Case series with chart review of patients undergoing endoscopic endonasal skull base surgery (2012-2014).
The incidences of postoperative epistaxis, hyposmia, and anosmia were analyzed using the Brief Smell Identification Test (B-SIT), which was completed in 110 of the 165 patients.
Seventy-eight patients required extended approaches. Bilateral nasoseptal rescue flaps were elevated in 144 patients (87.3%) and pedicled nasoseptal or middle turbinate flaps in 21 patients (12.7%). The neurovascular pedicles were preserved in all patients, and there were no episodes of postoperative arterial epistaxis. Normal olfaction was noted in 95 patients (86%), with new hyposmia noted in 5 patients (5.5%).
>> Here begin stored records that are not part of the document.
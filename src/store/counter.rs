//! Daily search counter with local-date rollover.

use chrono::{Local, NaiveDate};
use serde::{Deserialize, Serialize};

use super::state_store::{keys, StateStore};
use crate::error::Result;

#[derive(Debug, Clone, PartialEq, Eq, Serialize, Deserialize)]
pub struct SearchCounter {
    pub count: u32,
    /// Local date the count belongs to (YYYY-MM-DD)
    pub date: String,
}

impl SearchCounter {
    fn fresh(today: NaiveDate) -> Self {
        Self {
            count: 0,
            date: today.format("%Y-%m-%d").to_string(),
        }
    }

    /// Counter for `today`: the stored count if its date matches, else zero
    pub fn rolled_over(self, today: NaiveDate) -> Self {
        if self.date == today.format("%Y-%m-%d").to_string() {
            self
        } else {
            Self::fresh(today)
        }
    }
}

/// Today's count as seen from `today`
pub fn current(store: &StateStore, today: NaiveDate) -> SearchCounter {
    store
        .load_or_default::<Option<SearchCounter>>(keys::SEARCH_COUNTER)
        .map(|c| c.rolled_over(today))
        .unwrap_or_else(|| SearchCounter::fresh(today))
}

/// Record one search and persist the counter
pub fn increment_on(store: &StateStore, today: NaiveDate) -> Result<SearchCounter> {
    let mut counter = current(store, today);
    counter.count += 1;
    store.save(keys::SEARCH_COUNTER, &counter)?;
    Ok(counter)
}

/// Record one search against the local clock
pub fn increment(store: &StateStore) -> Result<SearchCounter> {
    increment_on(store, Local::now().date_naive())
}

#[cfg(test)]
mod tests {
    use super::*;
    use tempfile::TempDir;

    fn day(s: &str) -> NaiveDate {
        NaiveDate::parse_from_str(s, "%Y-%m-%d").unwrap()
    }

    #[test]
    fn test_counter_increments_within_a_day() {
        let dir = TempDir::new().unwrap();
        let store = StateStore::new(dir.path()).unwrap();

        increment_on(&store, day("2024-03-01")).unwrap();
        let counter = increment_on(&store, day("2024-03-01")).unwrap();
        assert_eq!(counter.count, 2);
        assert_eq!(counter.date, "2024-03-01");
    }

    #[test]
    fn test_counter_resets_on_new_day() {
        let dir = TempDir::new().unwrap();
        let store = StateStore::new(dir.path()).unwrap();

        increment_on(&store, day("2024-03-01")).unwrap();
        increment_on(&store, day("2024-03-01")).unwrap();

        assert_eq!(current(&store, day("2024-03-02")).count, 0);
        let counter = increment_on(&store, day("2024-03-02")).unwrap();
        assert_eq!(counter.count, 1);
        assert_eq!(counter.date, "2024-03-02");
    }
}
/// Quote assistant: raw notes to a print-ready internal proposal
pub fn build_quote_proposal_prompt(notes: &str) -> String {
    format!(
        r#"You are an expert insurance quoting specialist and sales analyst for Bill Layne Insurance Agency. Your primary goal is to take unstructured, free-form client notes and transform them into a comprehensive, persuasive quote proposal. This proposal will be used internally by our agents to finalize the quote and MUST be formatted for printing on standard letterhead paper.

**User's Raw Notes:**
---
{notes}
---

**Your Task:**
1.  **Parse & Organize:** Meticulously read the user's raw notes and extract all key information (e.g., client name(s), DOB, address, contact info, vehicle details, driver information, current coverages, etc.). Organize this extracted data into a clean, easy-to-read summary at the top of the proposal.
2.  **Identify Upsell Opportunities & Coverage Gaps:** This is the most critical step. You MUST identify at least two potential upsells or recommendations. Common examples include:
    *   Liability limits are below our agency standard of 100/300/100.
    *   Missing Rental Reimbursement or Towing coverage.
    *   No or low Uninsured/Underinsured Motorist (UM/UIM) coverage.
    *   High deductibles that could be risky for the client.
    *   No mention of an umbrella policy, which could be a great value.
    *   Missing special endorsements (e.g., custom equipment coverage).
3.  **Create Actionable Recommendations:** For each identified gap or upsell opportunity, create a section titled "Recommended Coverage Enhancements". Clearly explain the *benefit* of each recommendation in simple, client-friendly terms.
4.  **Generate a Styled HTML Proposal:** Format the entire output as a single, beautifully designed, mobile-optimized, and Gmail-compatible HTML email.

**Output:** You MUST return a single JSON object with two keys:
1. "subject": A clear and concise subject line for the proposal (e.g., "Quote Proposal for John Doe - Auto").
2. "htmlBody": The full, self-contained HTML code for the proposal.

**HTML Requirements (CRITICAL):**

*   **Structure:**
    *   **Header:** IMPORTANT! Do NOT include a header with the agency logo or name. This document will be printed on company letterhead. Start the content directly with a clear title like "Internal Quote Proposal".
    *   **Client Summary:** A section with the organized client data you extracted.
    *   **Recommended Enhancements:** The section with your upsell analysis and explanations.
    *   **Next Steps:** A brief note for the agent (e.g., "Proceed with quoting these carriers...").
    *   **Footer:** Agency branding and contact information. This is acceptable at the bottom of the last page.
*   **Print Optimization:**
    *   Include this exact style block inside the HTML's `<head>`: `<style type="text/css" media="print"> @page {{ size: letter; margin: 1in; }} body {{ -webkit-print-color-adjust: exact; color-adjust: exact; }} .no-break {{ page-break-inside: avoid !important; }} </style>`.
    *   Wrap each major section in a container with `class="no-break"` to prevent it from being split across pages during printing.
*   **Gmail & Mobile First:** While this is for print, it should still be based on a table-layout and inline CSS for robustness.
*   **Agency Logo:** Do NOT use the agency logo.
*   **Primary Color (Deep Blue):** `{primary}`
*   **Accent Color (Golden Yellow):** `{accent}`
*   **Carrier Logos (Use these Imgur URLs when referencing a specific carrier):**
{logos}

Now, analyze the user's notes and generate the JSON output."#,
        notes = notes,
        primary = PRIMARY_COLOR,
        accent = ACCENT_COLOR,
        logos = carrier_logo_lines(),
    )
}

const NEEDS_ANALYSIS_GUIDE: &str = r#"For Auto insurance, ask about all drivers (name, DOB, license #), all vehicles (year, make, model, VIN), driving history (accidents, violations in past 5 years), and current insurance carrier if any.
For Home insurance, ask about the property address, year built, construction type (brick, frame), square footage, roof age, security systems, any pets (breed), and any valuable personal property.
For Life insurance, ask about the client's date of birth, gender, height, weight, health status (including smoking history), occupation, income, and any dependents.
For Commercial insurance, ask about the business name, address, type of business, number of employees, annual revenue, and any specific risks associated with the business operations."#;

fn needs_analysis_lead(types: &[&str], notes: &str) -> String {
    let notes = notes.trim();
    format!(
        r#"You are an expert insurance agent at Bill Layne Insurance Agency. Your task is to generate a friendly and comprehensive questionnaire for a potential new client to gather the necessary information for an insurance quote.

The client is interested in the following types of insurance: {}.

Here are some initial notes about the client:
{}

Please create a questionnaire that is easy for a client to understand and fill out. Group questions by insurance type. For each type, ask for all the critical information needed to provide an accurate quote.

{}

Start with a friendly introduction ("Hello! To help us find the best insurance coverage for your needs...") and end with a concluding remark ("Thank you for providing this information! We'll be in touch shortly with your personalized quotes.")."#,
        types.join(", "),
        if notes.is_empty() {
            "No initial notes provided."
        } else {
            notes
        },
        NEEDS_ANALYSIS_GUIDE,
    )
}

/// Needs analysis, streamed as plain text
pub fn build_questionnaire_prompt(types: &[&str], notes: &str) -> String {
    let mut prompt = needs_analysis_lead(types, notes);
    prompt.push_str(" Format the output clearly with headings and lists.");
    prompt
}

/// Needs analysis, returned as a branded HTML email the client can fill in
pub fn build_needs_analysis_prompt(types: &[&str], notes: &str) -> String {
    format!(
        "{}\n\n{}\n\n{}\n\nNow, generate the questionnaire as JSON output.",
        needs_analysis_lead(types, notes),
        document_output_contract(
            "A friendly subject line inviting the client to complete the questionnaire."
        ),
        email_html_requirements(),
    )
}

/// Property report: web-grounded research returned as raw JSON
pub fn build_property_report_prompt(address: &str) -> String {
    format!(
        r#"You are an expert real estate data analyst for Bill Layne Insurance Agency. Your goal is to use a web search to gather comprehensive property details for the address provided by the user, and then format this information into a professional, beautifully designed, mobile-optimized, and Gmail-compatible HTML email.

**Address to Research:**
---
{address}
---

**Your Task:**
1.  **Search & Extract:** Conduct a thorough web search for the property. Extract the following key details. If a detail cannot be found, explicitly state "Not Found" in the report.
    *   **Property Overview:** Full Address, County, Property Type (e.g., Single-Family).
    *   **Key Facts:** Year Built, Living Area (Sq. Ft.), Lot Size, Bedrooms, Bathrooms, Number of Stories.
    *   **Construction Details:** Foundation, Exterior Walls, Roof Material & Type, Garage description.
    *   **Features & Systems:** Heating/Cooling systems, Fireplace(s).
    *   **Valuation:** Estimated Value, Last Sale Date & Price.
    *   **Location Risk Factors:** Note any available information on flood zones or proximity to a fire station/hydrant.
2.  **Generate a Styled HTML Email:** Format the entire output as a single, beautifully designed HTML document.

**Output:** Your response MUST be a single, raw JSON object (no markdown, no surrounding text) with two keys:
1. "subject": A clear and concise subject line for the email (e.g., "Property Report for 123 Main St, Elkin NC").
2. "htmlBody": The full, self-contained HTML code for the email body.

**HTML Requirements (CRITICAL):**

1.  **Gmail & Mobile First:**
    *   Use a table-based layout (`<table>`, `<tr>`, `<td>`) for maximum compatibility.
    *   All CSS MUST be inlined (`style="..."`).
    *   Ensure the design is responsive and looks great on mobile devices, with a main content wrapper of `max-width: 600px;`.

2.  **Branding & Style:**
    *   **Agency:** Bill Layne Insurance Agency
    *   **Agency Logos:**
        *   **For light backgrounds:** `{logo}`
        *   **For dark backgrounds:** `{logo_dark}` (white text version)
    *   **Primary Color (Deep Blue):** `{primary}`
    *   **Accent Color (Golden Yellow):** `{accent}`
    *   **Font:** Use a web-safe font stack like `{font}`.
    *   **Visuals:** Use emojis strategically (e.g., 🏡, 🏗️, 💰).

3.  **Content Structure:**
    *   **Header:** Agency logo centered at the top. Use the appropriate logo based on the header's background color.
    *   **Title:** A clear, bold title like "Homeowner's Insurance Property Report".
    *   **Clear Sections:** Use styled headings to organize the data (e.g., "Property Overview", "Construction Details"). Use tables for structured data.
    *   **Footer:** A branded footer with this exact agency contact information: Bill Layne Insurance Agency, 1283 N Bridge ST, Elkin NC 28621, Phone: 336-835-1993, Email: save@billlayneinsurance.com, Website: BillLayneInsurance.com.

4.  **Print Optimization:**
    *   Include a `<style type="text/css" media="print">` block with rules like `@page {{ margin: 1in; }}` and `.no-break {{ page-break-inside: avoid; }}`.
    *   Apply the `no-break` class to important elements like data tables."#,
        address = address,
        logo = AGENCY_LOGO_URL,
        logo_dark = AGENCY_LOGO_DARK_URL,
        primary = PRIMARY_COLOR,
        accent = ACCENT_COLOR,
        font = FONT_STACK,
    )
}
Within the rescue flap cohort, new hyposmia occurred in 6.3% (P < .01) of patients, balanced by improvement of olfaction in 43% of patients with preoperative dysfunction (overall pre- and postoperative olfactory function: 85% vs 86%). Patients with pedicled nasoseptal flaps did not have new hyposmia, with a net improvement of olfaction (71% vs 86%, P = .07). No patients experienced new anosmia. There was no difference between flap type within either subgroup.
Superior olfactory strip preservation during elevation of reconstructive flaps preserves olfactory function and maintains adequate surgical exposure. In addition, rescue flaps have significantly diminished the rate of arterial postoperative epistaxis while maintaining the ability to harvest nasoseptal flaps for future reconstruction.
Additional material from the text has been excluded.